About this exercise
Starting at the top of the entries, restate word for word each line up to and including the one with "PartialEq, Eq, Hash)]".
START Information
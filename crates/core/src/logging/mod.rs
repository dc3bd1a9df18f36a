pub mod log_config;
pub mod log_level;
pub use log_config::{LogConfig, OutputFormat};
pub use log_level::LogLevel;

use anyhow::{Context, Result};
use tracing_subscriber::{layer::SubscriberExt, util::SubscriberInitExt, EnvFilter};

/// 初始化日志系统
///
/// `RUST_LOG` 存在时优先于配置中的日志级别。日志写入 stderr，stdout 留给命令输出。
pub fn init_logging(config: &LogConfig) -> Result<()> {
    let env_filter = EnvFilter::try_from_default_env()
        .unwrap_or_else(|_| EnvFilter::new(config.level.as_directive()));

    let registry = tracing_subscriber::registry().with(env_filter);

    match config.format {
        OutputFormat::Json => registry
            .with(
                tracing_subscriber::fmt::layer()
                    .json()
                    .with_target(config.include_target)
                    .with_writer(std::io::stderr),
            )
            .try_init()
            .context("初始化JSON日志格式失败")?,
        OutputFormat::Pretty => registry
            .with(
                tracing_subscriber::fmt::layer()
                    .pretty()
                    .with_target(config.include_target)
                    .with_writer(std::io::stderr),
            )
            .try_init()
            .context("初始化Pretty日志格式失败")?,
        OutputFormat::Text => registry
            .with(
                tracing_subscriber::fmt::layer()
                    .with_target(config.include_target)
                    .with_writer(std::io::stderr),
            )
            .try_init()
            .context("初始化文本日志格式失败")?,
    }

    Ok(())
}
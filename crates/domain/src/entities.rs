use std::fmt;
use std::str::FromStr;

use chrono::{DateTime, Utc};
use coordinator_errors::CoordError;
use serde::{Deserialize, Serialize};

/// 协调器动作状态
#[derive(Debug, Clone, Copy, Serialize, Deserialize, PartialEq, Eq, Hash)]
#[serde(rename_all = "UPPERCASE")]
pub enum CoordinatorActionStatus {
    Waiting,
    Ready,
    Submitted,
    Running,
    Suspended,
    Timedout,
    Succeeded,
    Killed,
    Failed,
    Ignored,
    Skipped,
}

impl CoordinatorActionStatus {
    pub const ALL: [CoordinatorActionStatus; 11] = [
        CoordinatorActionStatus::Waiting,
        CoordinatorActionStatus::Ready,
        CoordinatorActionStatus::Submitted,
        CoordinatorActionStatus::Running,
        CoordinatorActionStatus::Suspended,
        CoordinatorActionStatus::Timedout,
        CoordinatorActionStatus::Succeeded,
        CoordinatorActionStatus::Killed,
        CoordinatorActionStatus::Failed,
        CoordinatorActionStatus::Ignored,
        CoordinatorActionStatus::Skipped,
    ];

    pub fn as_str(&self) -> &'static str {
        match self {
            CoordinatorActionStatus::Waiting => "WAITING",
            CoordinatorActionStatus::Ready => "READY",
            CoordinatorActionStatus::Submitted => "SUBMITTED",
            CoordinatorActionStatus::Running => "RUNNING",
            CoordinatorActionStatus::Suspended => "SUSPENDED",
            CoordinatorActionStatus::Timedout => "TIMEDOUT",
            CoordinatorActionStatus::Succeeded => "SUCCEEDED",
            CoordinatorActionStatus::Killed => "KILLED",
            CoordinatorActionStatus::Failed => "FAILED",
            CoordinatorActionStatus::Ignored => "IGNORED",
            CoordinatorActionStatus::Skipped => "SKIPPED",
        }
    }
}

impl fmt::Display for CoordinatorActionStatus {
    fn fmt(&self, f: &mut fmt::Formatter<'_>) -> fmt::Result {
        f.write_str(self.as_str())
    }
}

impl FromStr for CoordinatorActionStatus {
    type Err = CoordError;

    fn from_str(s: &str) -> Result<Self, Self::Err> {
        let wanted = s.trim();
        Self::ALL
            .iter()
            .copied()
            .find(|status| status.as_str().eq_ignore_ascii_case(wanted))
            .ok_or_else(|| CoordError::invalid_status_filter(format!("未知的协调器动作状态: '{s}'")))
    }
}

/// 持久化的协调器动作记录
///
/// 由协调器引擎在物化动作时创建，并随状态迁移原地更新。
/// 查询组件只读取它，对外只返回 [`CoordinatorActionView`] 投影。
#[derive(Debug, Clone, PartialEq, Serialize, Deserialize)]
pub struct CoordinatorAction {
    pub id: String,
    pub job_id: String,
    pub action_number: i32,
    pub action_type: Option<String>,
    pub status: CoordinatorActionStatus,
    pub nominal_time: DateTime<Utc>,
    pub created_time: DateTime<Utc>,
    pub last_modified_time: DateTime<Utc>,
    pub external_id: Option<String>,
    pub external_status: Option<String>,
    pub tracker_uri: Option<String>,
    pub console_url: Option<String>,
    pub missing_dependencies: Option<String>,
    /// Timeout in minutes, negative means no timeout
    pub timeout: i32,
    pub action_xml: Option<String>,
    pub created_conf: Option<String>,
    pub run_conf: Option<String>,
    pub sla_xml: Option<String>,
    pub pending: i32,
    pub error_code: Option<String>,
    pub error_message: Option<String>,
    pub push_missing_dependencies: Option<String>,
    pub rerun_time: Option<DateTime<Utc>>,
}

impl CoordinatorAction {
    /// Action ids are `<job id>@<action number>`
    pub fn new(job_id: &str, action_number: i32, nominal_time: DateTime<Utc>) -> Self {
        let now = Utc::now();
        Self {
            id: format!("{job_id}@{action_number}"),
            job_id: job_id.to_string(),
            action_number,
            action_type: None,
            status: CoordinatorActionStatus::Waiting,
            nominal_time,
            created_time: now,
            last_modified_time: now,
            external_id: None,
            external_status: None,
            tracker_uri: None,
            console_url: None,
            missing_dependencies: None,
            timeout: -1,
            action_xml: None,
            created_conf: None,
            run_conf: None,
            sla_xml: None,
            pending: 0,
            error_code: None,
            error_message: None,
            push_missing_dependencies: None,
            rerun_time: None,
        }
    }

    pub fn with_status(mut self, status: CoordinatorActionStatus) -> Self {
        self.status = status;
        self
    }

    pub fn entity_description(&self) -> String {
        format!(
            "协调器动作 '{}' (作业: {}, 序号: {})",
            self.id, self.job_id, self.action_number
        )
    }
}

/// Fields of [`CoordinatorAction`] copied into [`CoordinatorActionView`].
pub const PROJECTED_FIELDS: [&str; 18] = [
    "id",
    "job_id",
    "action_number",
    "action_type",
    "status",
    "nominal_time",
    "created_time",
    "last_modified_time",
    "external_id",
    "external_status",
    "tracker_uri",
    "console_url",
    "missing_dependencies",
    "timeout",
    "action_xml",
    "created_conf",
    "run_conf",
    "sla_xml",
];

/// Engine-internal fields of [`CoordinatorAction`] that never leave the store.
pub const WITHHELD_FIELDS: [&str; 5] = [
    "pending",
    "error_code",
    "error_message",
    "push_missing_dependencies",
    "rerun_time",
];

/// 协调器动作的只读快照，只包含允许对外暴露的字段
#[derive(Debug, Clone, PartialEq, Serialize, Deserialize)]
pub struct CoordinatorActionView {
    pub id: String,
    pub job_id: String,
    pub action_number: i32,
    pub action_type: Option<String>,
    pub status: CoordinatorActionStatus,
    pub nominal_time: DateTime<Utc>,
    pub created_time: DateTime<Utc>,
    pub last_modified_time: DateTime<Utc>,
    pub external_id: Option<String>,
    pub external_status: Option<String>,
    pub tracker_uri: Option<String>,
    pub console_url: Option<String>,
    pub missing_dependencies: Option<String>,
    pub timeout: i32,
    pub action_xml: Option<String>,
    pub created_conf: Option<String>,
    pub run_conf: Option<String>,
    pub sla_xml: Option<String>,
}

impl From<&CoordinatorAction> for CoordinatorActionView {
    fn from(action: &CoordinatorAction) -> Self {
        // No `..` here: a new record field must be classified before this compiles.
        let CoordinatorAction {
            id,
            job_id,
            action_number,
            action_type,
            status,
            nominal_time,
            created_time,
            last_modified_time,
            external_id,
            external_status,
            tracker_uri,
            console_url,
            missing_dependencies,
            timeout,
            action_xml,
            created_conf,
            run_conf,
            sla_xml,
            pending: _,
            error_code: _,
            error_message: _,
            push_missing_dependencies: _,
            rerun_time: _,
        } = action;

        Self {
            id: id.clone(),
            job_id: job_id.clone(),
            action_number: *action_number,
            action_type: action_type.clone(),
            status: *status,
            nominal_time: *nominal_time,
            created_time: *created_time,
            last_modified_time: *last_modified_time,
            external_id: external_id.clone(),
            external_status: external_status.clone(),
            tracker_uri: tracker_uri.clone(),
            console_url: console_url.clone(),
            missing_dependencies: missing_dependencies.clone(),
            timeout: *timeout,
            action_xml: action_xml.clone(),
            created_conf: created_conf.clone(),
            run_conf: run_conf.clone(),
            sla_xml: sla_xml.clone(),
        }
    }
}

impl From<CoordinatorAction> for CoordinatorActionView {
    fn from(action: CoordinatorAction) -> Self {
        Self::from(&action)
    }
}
END Information
Your response
filename crates/core/src/logging/mod.rs
repository dc3bd1a9df18f36a
pub mod log_config;
pub mod log_level;
pub use log_config::{LogConfig, OutputFormat};
pub use log_level::LogLevel;

use anyhow::{Context, Result};
use tracing_subscriber::{layer::SubscriberExt, util::SubscriberInitExt, EnvFilter};

/// 初始化日志系统
///
/// `RUST_LOG` 存在时优先于配置中的日志级别。日志写入 stderr，stdout 留给命令输出。
pub fn init_logging(config: &LogConfig) -> Result<()> {
    let env_filter = EnvFilter::try_from_default_env()
        .unwrap_or_else(|_| EnvFilter::new(config.level.as_directive()));

    let registry = tracing_subscriber::registry().with(env_filter);

    match config.format {
        OutputFormat::Json => registry
            .with(
                tracing_subscriber::fmt::layer()
                    .json()
                    .with_target(config.include_target)
                    .with_writer(std::io::stderr),
            )
            .try_init()
            .context("初始化JSON日志格式失败")?,
        OutputFormat::Pretty => registry
            .with(
                tracing_subscriber::fmt::layer()
                    .pretty()
                    .with_target(config.include_target)
                    .with_writer(std::io::stderr),
            )
            .try_init()
            .context("初始化Pretty日志格式失败")?,
        OutputFormat::Text => registry
            .with(
                tracing_subscriber::fmt::layer()
                    .with_target(config.include_target)
                    .with_writer(std::io::stderr),
            )
            .try_init()
            .context("初始化文本日志格式失败")?,
    }

    Ok(())
}
filename crates/domain/src/entities.rs
use std::fmt;
use std::str::FromStr;

use chrono::{DateTime, Utc};
use coordinator_errors::CoordError;
use serde::{Deserialize, Serialize};

/// 协调器动作状态
#[derive(Debug, Clone, Copy, Serialize, Deserialize, PartialEq, Eq, Hash)]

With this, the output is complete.